• What you are asked to do:
In the records below, find every line with the word "true" and copy it.

• Records for this task:
//! Execute policy (C5): a tagged variant over {Return, Modify, All}, validated
//! at construction rather than expressed through subclassing.

use std::sync::Arc;

use futures_util::future::BoxFuture;

use crate::error::ValidationError;
use crate::request::Request;
use crate::response::Response;

pub type RequestTransformer = Arc<dyn Fn(Request) -> BoxFuture<'static, Request> + Send + Sync>;
pub type ResponseTransformer = Arc<dyn Fn(Response) -> BoxFuture<'static, Response> + Send + Sync>;

/// Execution policy carried by a [`crate::handler::Handler`].
#[derive(Clone)]
pub enum Execute {
    /// Capture up to `max_responses` responses verbatim; no transformers.
    Return { max_responses: u32 },
    /// Apply request/response transformers up to `max_modifications` times.
    Modify {
        request_modify: Option<RequestTransformer>,
        response_modify: Option<ResponseTransformer>,
        max_modifications: u32,
    },
    /// Both capture and modify, each with its own quota.
    All {
        request_modify: Option<RequestTransformer>,
        response_modify: Option<ResponseTransformer>,
        max_modifications: u32,
        max_responses: u32,
    },
}

impl std::fmt::Debug for Execute {
    fn fmt(&self, f: &mut std::fmt::Formatter<'_>) -> std::fmt::Result {
        match self {
            Execute::Return { max_responses } => {
                f.debug_struct("Return").field("max_responses", max_responses).finish()
            }
            Execute::Modify {
                request_modify,
                response_modify,
                max_modifications,
            } => f
                .debug_struct("Modify")
                .field("request_modify", &request_modify.is_some())
                .field("response_modify", &response_modify.is_some())
                .field("max_modifications", max_modifications)
                .finish(),
            Execute::All {
                request_modify,
                response_modify,
                max_modifications,
                max_responses,
            } => f
                .debug_struct("All")
                .field("request_modify", &request_modify.is_some())
                .field("response_modify", &response_modify.is_some())
                .field("max_modifications", max_modifications)
                .field("max_responses", max_responses)
                .finish(),
        }
    }
}

impl Execute {
    /// `Return` carries no transformers and just caps how many responses are captured.
    #[must_use]
    pub fn return_(max_responses: u32) -> Self {
        Execute::Return { max_responses }
    }

    /// # Errors
    ///
    /// Fails if neither transformer is set, or `max_modifications == 0`.
    pub fn modify(
        request_modify: Option<RequestTransformer>,
        response_modify: Option<ResponseTransformer>,
        max_modifications: u32,
    ) -> Result<Self, ValidationError> {
        if request_modify.is_none() && response_modify.is_none() {
            return Err(ValidationError::MissingTransformer { variant: "Modify" });
        }
        if max_modifications == 0 {
            return Err(ValidationError::MissingModificationQuota { variant: "Modify" });
        }
        Ok(Execute::Modify {
            request_modify,
            response_modify,
            max_modifications,
        })
    }

    /// # Errors
    ///
    /// Fails if neither transformer is set, or either quota is zero.
    pub fn all(
        request_modify: Option<RequestTransformer>,
        response_modify: Option<ResponseTransformer>,
        max_modifications: u32,
        max_responses: u32,
    ) -> Result<Self, ValidationError> {
        if request_modify.is_none() && response_modify.is_none() {
            return Err(ValidationError::MissingTransformer { variant: "All" });
        }
        if max_modifications == 0 {
            return Err(ValidationError::MissingModificationQuota { variant: "All" });
        }
        if max_responses == 0 {
            return Err(ValidationError::MissingResponseQuota);
        }
        Ok(Execute::All {
            request_modify,
            response_modify,
            max_modifications,
            max_responses,
        })
    }

    #[must_use]
    pub fn max_responses(&self) -> Option<u32> {
        match self {
            Execute::Return { max_responses } | Execute::All { max_responses, .. } => {
                Some(*max_responses)
            }
            Execute::Modify { .. } => None,
        }
    }

    #[must_use]
    pub fn max_modifications(&self) -> Option<u32> {
        match self {
            Execute::Return { .. } => None,
            Execute::Modify {
                max_modifications, ..
            }
            | Execute::All {
                max_modifications, ..
            } => Some(*max_modifications),
        }
    }

    #[must_use]
    pub fn request_modify(&self) -> Option<&RequestTransformer> {
        match self {
            Execute::Return { .. } => None,
            Execute::Modify { request_modify, .. } | Execute::All { request_modify, .. } => {
                request_modify.as_ref()
            }
        }
    }

    #[must_use]
    pub fn response_modify(&self) -> Option<&ResponseTransformer> {
        match self {
            Execute::Return { .. } => None,
            Execute::Modify { response_modify, .. } | Execute::All { response_modify, .. } => {
                response_modify.as_ref()
            }
        }
    }

    /// Whether this variant captures responses at all (Return and All do; Modify alone doesn't).
    #[must_use]
    pub fn captures(&self) -> bool {
        matches!(self, Execute::Return { .. } | Execute::All { .. })
    }

    /// Whether a handler carrying this policy has exhausted its quotas given
    /// the current capture count and modification count (C6 §4.4.1 step 5).
    #[must_use]
    pub fn is_exhausted(&self, captured_len: u32, modifications_used: u32) -> bool {
        match self {
            Execute::Return { max_responses } => captured_len >= *max_responses,
            Execute::Modify {
                max_modifications, ..
            } => modifications_used >= *max_modifications,
            Execute::All {
                max_responses,
                max_modifications,
                ..
            } => captured_len >= *max_responses && modifications_used >= *max_modifications,
        }
    }
}
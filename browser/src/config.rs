//! Raw, boundary-level session configuration: `Option`-heavy, deserialisable,
//! with accessor methods applying defaults. Resolved once via
//! [`crate::resolved::ResolvedSessionConfig::from_config`].

use std::path::PathBuf;

use serde::{Deserialize, Serialize};

/// Which browser engine a session should drive.
#[derive(Debug, Clone, Copy, PartialEq, Eq, Serialize, Deserialize, Default)]
#[serde(rename_all = "snake_case")]
pub enum BrowserEngine {
    #[default]
    Chromium,
    /// Chromium launched with stealth-oriented flags (disabled automation
    /// banner, spoofed navigator properties); same CDP surface as `Chromium`.
    ChromiumStealth,
    Firefox,
    WebKit,
}

#[derive(Debug, Clone, Default, Serialize, Deserialize)]
pub struct SessionConfig {
    pub engine: Option<BrowserEngine>,
    pub headless: Option<bool>,
    pub chromium_path: Option<PathBuf>,
    pub timeout_seconds: Option<u32>,
    pub user_agent: Option<String>,
    pub proxy: Option<String>,
    pub trust_env_proxy: Option<bool>,
    pub debug: Option<bool>,
}

impl SessionConfig {
    pub(crate) const DEFAULT_TIMEOUT_SECONDS: u32 = 30;
    pub(crate) const MAX_TIMEOUT_SECONDS: u32 = 3600;

    #[must_use]
    pub fn timeout_seconds(&self) -> u32 {
        self.timeout_seconds.unwrap_or(Self::DEFAULT_TIMEOUT_SECONDS)
    }

    #[must_use]
    pub fn headless(&self) -> bool {
        self.headless.unwrap_or(!self.debug.unwrap_or(false))
    }

    #[must_use]
    pub fn trust_env_proxy(&self) -> bool {
        self.trust_env_proxy.unwrap_or(true)
    }
}

#[cfg(test)]
mod tests {
    use super::*;

    #[test]
    fn defaults_are_headless_and_thirty_second_timeout() {
        let config = SessionConfig::default();
        assert!(config.headless());
        assert_eq!(config.timeout_seconds(), 30);
    }

    #[test]
    fn debug_flips_headless_default() {
        let config = SessionConfig {
            debug: Some(true),
            ..Default::default()
        };
        assert!(!config.headless());
    }
}
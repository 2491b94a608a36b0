//! Handler (C4): declarative predicate + execution policy.

use std::sync::atomic::{AtomicU64, Ordering};

use crate::content::{self, ContentFamily};
use crate::execute::Execute;
use crate::method::HttpMethod;

/// Where a handler watches for exchanges relative to the navigated document.
#[derive(Debug, Clone, Copy, PartialEq, Eq)]
pub enum Scope {
    /// The top-level navigation document.
    Main,
    /// Any subresource.
    Side,
    /// Both.
    All,
}

/// Default content families considered part of the "main document" for
/// `Scope::Main` matching. Configurable per Open Question 3 (SPEC_FULL §9).
pub const DEFAULT_MAIN_CONTENT_FAMILIES: &[ContentFamily] =
    &[ContentFamily::Json, ContentFamily::Html, ContentFamily::Image];

static NEXT_SLUG: AtomicU64 = AtomicU64::new(1);

fn auto_slug() -> String {
    format!("handler-{}", NEXT_SLUG.fetch_add(1, Ordering::Relaxed))
}

/// A routed exchange as seen by a handler's predicate: enough data to decide
/// capture without touching the body.
#[derive(Debug, Clone, Copy)]
pub struct ExchangeDescriptor<'a> {
    pub url: &'a str,
    pub method: HttpMethod,
    pub response_headers: &'a [(String, String)],
}

impl ExchangeDescriptor<'_> {
    fn content_family(&self) -> ContentFamily {
        let content_type = self
            .response_headers
            .iter()
            .find(|(k, _)| k.eq_ignore_ascii_case("content-type"))
            .map_or("", |(_, v)| v.as_str());
        content::content_family(&content::parse_content_type(content_type).main_type)
    }
}

/// Immutable declarative unit: predicate + quotas + optional transformers + slug.
#[derive(Debug, Clone)]
pub struct Handler {
    pub slug: String,
    pub scope: Scope,
    pub expected_content: ContentFamily,
    pub method: HttpMethod,
    pub startswith_url: Option<String>,
    pub endswith_url: Option<String>,
    pub execute: Execute,
    pub main_content_families: Vec<ContentFamily>,
}

impl Handler {
    #[must_use]
    pub fn main(slug: Option<String>, expected_content: ContentFamily, method: HttpMethod, execute: Execute) -> Self {
        Self {
            slug: slug.unwrap_or_else(auto_slug),
            scope: Scope::Main,
            expected_content,
            method,
            startswith_url: None,
            endswith_url: None,
            execute,
            main_content_families: DEFAULT_MAIN_CONTENT_FAMILIES.to_vec(),
        }
    }

    #[must_use]
    #[allow(clippy::too_many_arguments)]
    pub fn side(
        slug: Option<String>,
        expected_content: ContentFamily,
        method: HttpMethod,
        startswith_url: Option<String>,
        endswith_url: Option<String>,
        execute: Execute,
    ) -> Self {
        Self {
            slug: slug.unwrap_or_else(auto_slug),
            scope: Scope::Side,
            expected_content,
            method,
            startswith_url,
            endswith_url,
            execute,
            main_content_families: DEFAULT_MAIN_CONTENT_FAMILIES.to_vec(),
        }
    }

    #[must_use]
    #[allow(clippy::too_many_arguments)]
    pub fn all(
        slug: Option<String>,
        expected_content: ContentFamily,
        method: HttpMethod,
        startswith_url: Option<String>,
        endswith_url: Option<String>,
        execute: Execute,
    ) -> Self {
        Self {
            slug: slug.unwrap_or_else(auto_slug),
            scope: Scope::All,
            expected_content,
            method,
            startswith_url,
            endswith_url,
            execute,
            main_content_families: DEFAULT_MAIN_CONTENT_FAMILIES.to_vec(),
        }
    }

    /// Override the configurable "main content family" set used by `Scope::Main`.
    #[must_use]
    pub fn with_main_content_families(mut self, families: Vec<ContentFamily>) -> Self {
        self.main_content_families = families;
        self
    }

    /// URL/method/scope portion of the predicate — everything decidable
    /// before a response exists. Used both by `should_capture` and by the
    /// request-modification phase, which has no response data to test against.
    #[must_use]
    pub fn matches_url_and_method(&self, url: &str, method: HttpMethod, navigation_url: &str) -> bool {
        if !self.method.is_wildcard() && method != self.method {
            return false;
        }

        match self.scope {
            Scope::Main => {
                let is_navigation_document = url == navigation_url || url.starts_with(navigation_url);
                if !is_navigation_document {
                    return false;
                }
            }
            Scope::Side => {
                if url == navigation_url {
                    return false;
                }
            }
            Scope::All => {}
        }

        if let Some(prefix) = &self.startswith_url
            && !url.starts_with(prefix.as_str())
        {
            return false;
        }
        if let Some(suffix) = &self.endswith_url
            && !url.ends_with(suffix.as_str())
        {
            return false;
        }

        true
    }

    /// Pure predicate over a routed exchange descriptor (C4 §4.3).
    #[must_use]
    pub fn should_capture(&self, exchange: &ExchangeDescriptor<'_>, navigation_url: &str) -> bool {
        if !self.matches_url_and_method(exchange.url, exchange.method, navigation_url) {
            return false;
        }

        let family = exchange.content_family();
        if matches!(self.scope, Scope::Main)
            && !self
                .main_content_families
                .iter()
                .any(|f| families_equal(*f, family))
        {
            return false;
        }

        matches!(self.expected_content, ContentFamily::Any) || families_equal(self.expected_content, family)
    }
}

fn families_equal(a: ContentFamily, b: ContentFamily) -> bool {
    std::mem::discriminant(&a) == std::mem::discriminant(&b)
}

#[cfg(test)]
mod tests {
    use super::*;

    fn descriptor<'a>(url: &'a str, content_type: &'a [(String, String)]) -> ExchangeDescriptor<'a> {
        ExchangeDescriptor {
            url,
            method: HttpMethod::Get,
            response_headers: content_type,
        }
    }

    #[test]
    fn main_scope_requires_navigation_document_and_allowed_family() {
        let handler = Handler::main(None, ContentFamily::Any, HttpMethod::Any, Execute::return_(1));
        let headers = vec![("content-type".to_string(), "application/json".to_string())];
        let exchange = descriptor("https://x/", &headers);
        assert!(handler.should_capture(&exchange, "https://x/"));

        let other = descriptor("https://y/other", &headers);
        assert!(!handler.should_capture(&other, "https://x/"));
    }

    #[test]
    fn side_scope_excludes_navigation_document() {
        let handler = Handler::side(None, ContentFamily::Any, HttpMethod::Any, None, None, Execute::return_(1));
        let headers = vec![];
        let nav = descriptor("https://x/", &headers);
        assert!(!handler.should_capture(&nav, "https://x/"));

        let sub = descriptor("https://x/api", &headers);
        assert!(handler.should_capture(&sub, "https://x/"));
    }

    #[test]
    fn startswith_and_endswith_filters_apply() {
        let handler = Handler::all(
            None,
            ContentFamily::Any,
            HttpMethod::Any,
            Some("https://x/api".to_string()),
            Some(".json".to_string()),
            Execute::return_(1),
        );
        let headers = vec![];
        assert!(handler.should_capture(&descriptor("https://x/api/a.json", &headers), "https://x/"));
        assert!(!handler.should_capture(&descriptor("https://x/other/a.json", &headers), "https://x/"));
        assert!(!handler.should_capture(&descriptor("https://x/api/a.xml", &headers), "https://x/"));
    }

    #[test]
    fn auto_slug_is_unique() {
        let a = Handler::all(None, ContentFamily::Any, HttpMethod::Any, None, None, Execute::return_(1));
        let b = Handler::all(None, ContentFamily::Any, HttpMethod::Any, None, None, Execute::return_(1));
        assert_ne!(a.slug, b.slug);
    }
}
//! Request model (C2): mutable during the modification phase, frozen once
//! dispatched to the network.

use url::Url;

use crate::method::HttpMethod;

/// Request body: raw bytes or a structured value serialisable to bytes.
#[derive(Debug, Clone)]
pub enum Body {
    Bytes(Vec<u8>),
    Json(serde_json::Value),
}

impl Body {
    #[must_use]
    pub fn into_bytes(self) -> Vec<u8> {
        match self {
            Body::Bytes(bytes) => bytes,
            Body::Json(value) => serde_json::to_vec(&value).unwrap_or_default(),
        }
    }
}

/// Mutable HTTP request under construction by request-side transformers.
#[derive(Debug, Clone)]
pub struct Request {
    base_url: Url,
    params: Vec<(String, String)>,
    pub headers: Vec<(String, String)>,
    pub body: Option<Body>,
    pub method: HttpMethod,
}

impl Request {
    /// Construct a Request from a URL string, merging any URL-embedded query
    /// parameters into `params` (explicit `params` passed here wins on collision).
    ///
    /// # Errors
    ///
    /// Returns an error if `url` cannot be parsed.
    pub fn new(url: &str, method: HttpMethod) -> Result<Self, url::ParseError> {
        let parsed = Url::parse(url)?;
        let embedded: Vec<(String, String)> = parsed
            .query_pairs()
            .map(|(k, v)| (k.into_owned(), v.into_owned()))
            .collect();

        let mut base_url = parsed;
        base_url.set_query(None);

        Ok(Self {
            base_url,
            params: embedded,
            headers: Vec::new(),
            body: None,
            method,
        })
    }

    #[must_use]
    pub fn base_url(&self) -> &Url {
        &self.base_url
    }

    /// Recompute base + encoded query on every access; cheap and stable if
    /// `params` is unchanged.
    #[must_use]
    pub fn real_url(&self) -> Url {
        if self.params.is_empty() {
            return self.base_url.clone();
        }
        let mut url = self.base_url.clone();
        {
            let mut query = url.query_pairs_mut();
            query.clear();
            for (key, value) in &self.params {
                query.append_pair(key, value);
            }
        }
        url
    }

    /// Add or overwrite a query parameter; explicit sets win over URL-embedded ones.
    pub fn add_param(&mut self, key: impl Into<String>, value: impl Into<String>) {
        let key = key.into();
        let value = value.into();
        if let Some(existing) = self.params.iter_mut().find(|(k, _)| *k == key) {
            existing.1 = value;
        } else {
            self.params.push((key, value));
        }
    }

    #[must_use]
    pub fn param(&self, key: &str) -> Option<&str> {
        self.params
            .iter()
            .find(|(k, _)| k == key)
            .map(|(_, v)| v.as_str())
    }

    /// Add or overwrite a header, matched case-insensitively.
    pub fn add_header(&mut self, key: impl Into<String>, value: impl Into<String>) {
        let key = key.into();
        let value = value.into();
        if let Some(existing) = self
            .headers
            .iter_mut()
            .find(|(k, _)| k.eq_ignore_ascii_case(&key))
        {
            existing.1 = value;
        } else {
            self.headers.push((key, value));
        }
    }

    #[must_use]
    pub fn header(&self, key: &str) -> Option<&str> {
        self.headers
            .iter()
            .find(|(k, _)| k.eq_ignore_ascii_case(key))
            .map(|(_, v)| v.as_str())
    }
}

• Solution below:
        self.trust_env_proxy.unwrap_or(true)
            debug: Some(true),
        true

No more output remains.